---------- Exercise materials ----------

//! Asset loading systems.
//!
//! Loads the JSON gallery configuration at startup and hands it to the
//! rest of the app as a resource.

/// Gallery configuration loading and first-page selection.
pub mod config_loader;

----------
---------- Exercise materials ----------

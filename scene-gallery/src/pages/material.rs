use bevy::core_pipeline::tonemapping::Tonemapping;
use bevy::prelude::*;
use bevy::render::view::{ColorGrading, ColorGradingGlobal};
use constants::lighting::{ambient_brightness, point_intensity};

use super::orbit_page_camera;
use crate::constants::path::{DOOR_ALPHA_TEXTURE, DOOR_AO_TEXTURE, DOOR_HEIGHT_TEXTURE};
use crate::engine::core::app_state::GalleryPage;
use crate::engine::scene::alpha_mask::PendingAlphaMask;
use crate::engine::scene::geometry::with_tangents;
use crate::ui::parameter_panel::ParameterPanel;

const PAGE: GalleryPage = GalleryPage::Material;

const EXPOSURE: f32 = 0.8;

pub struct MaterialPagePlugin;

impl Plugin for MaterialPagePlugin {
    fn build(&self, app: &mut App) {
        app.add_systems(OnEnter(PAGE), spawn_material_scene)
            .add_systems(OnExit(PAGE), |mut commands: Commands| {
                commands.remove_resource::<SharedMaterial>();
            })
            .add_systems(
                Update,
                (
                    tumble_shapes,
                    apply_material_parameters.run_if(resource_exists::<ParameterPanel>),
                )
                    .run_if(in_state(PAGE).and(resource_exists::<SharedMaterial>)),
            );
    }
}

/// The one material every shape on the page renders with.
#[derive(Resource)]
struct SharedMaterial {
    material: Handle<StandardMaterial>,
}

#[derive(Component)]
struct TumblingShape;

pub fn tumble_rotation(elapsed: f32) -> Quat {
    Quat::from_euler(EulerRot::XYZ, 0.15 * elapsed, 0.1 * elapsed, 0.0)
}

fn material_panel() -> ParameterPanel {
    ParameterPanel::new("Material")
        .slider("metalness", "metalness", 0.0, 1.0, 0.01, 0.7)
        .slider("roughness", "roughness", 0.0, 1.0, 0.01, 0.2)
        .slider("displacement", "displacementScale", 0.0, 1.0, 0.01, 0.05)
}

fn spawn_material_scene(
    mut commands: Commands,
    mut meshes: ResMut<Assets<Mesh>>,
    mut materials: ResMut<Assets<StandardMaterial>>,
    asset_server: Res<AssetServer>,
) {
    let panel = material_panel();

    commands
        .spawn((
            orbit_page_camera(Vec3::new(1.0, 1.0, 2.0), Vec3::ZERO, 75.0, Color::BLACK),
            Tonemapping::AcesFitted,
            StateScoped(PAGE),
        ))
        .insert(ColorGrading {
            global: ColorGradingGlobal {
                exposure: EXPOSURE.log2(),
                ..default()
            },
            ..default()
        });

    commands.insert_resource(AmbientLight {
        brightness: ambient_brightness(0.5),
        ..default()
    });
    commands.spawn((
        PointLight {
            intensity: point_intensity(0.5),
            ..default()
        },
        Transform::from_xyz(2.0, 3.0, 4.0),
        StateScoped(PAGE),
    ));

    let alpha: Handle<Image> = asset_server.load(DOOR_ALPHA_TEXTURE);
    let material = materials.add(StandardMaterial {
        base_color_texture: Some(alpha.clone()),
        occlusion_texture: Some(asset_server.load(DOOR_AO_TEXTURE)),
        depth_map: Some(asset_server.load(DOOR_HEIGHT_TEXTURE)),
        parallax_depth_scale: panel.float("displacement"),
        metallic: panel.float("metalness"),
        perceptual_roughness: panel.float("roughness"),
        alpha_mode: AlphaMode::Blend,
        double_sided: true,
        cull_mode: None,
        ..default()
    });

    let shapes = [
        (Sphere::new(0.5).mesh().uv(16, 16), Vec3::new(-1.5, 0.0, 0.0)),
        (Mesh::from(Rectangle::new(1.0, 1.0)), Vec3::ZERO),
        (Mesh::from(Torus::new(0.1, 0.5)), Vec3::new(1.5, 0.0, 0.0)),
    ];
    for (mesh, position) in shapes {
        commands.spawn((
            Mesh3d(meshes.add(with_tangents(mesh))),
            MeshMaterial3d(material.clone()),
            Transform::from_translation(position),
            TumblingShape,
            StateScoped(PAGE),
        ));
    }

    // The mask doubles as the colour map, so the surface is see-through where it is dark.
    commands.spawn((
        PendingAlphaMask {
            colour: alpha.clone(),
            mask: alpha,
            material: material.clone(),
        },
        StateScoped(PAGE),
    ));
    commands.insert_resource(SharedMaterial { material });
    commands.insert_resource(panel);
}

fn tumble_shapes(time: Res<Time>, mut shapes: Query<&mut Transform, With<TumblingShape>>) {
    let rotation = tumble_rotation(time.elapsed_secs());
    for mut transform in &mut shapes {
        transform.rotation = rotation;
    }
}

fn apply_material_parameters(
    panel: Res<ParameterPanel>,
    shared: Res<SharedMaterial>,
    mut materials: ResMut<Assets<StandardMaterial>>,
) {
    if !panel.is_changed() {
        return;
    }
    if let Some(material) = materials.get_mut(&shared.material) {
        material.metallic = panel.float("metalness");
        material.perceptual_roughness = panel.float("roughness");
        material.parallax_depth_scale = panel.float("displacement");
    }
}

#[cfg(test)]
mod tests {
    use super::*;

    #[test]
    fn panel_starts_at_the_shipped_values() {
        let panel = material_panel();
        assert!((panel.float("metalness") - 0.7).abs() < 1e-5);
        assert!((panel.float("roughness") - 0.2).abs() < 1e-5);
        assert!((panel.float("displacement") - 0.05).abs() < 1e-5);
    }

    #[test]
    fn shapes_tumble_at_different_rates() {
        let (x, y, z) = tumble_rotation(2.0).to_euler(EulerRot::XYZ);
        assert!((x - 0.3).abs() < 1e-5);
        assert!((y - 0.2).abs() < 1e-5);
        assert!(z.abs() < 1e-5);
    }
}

----------

§ **Prompt**: Print the lines above from the one with "Asset loading systems." through the one with "pub mod config_loader;", both included, exactly as written and nothing more.

§ **Response to the task**:
//! Asset loading systems.
//!
//! Loads the JSON gallery configuration at startup and hands it to the
//! rest of the app as a resource.

/// Gallery configuration loading and first-page selection.
pub mod config_loader;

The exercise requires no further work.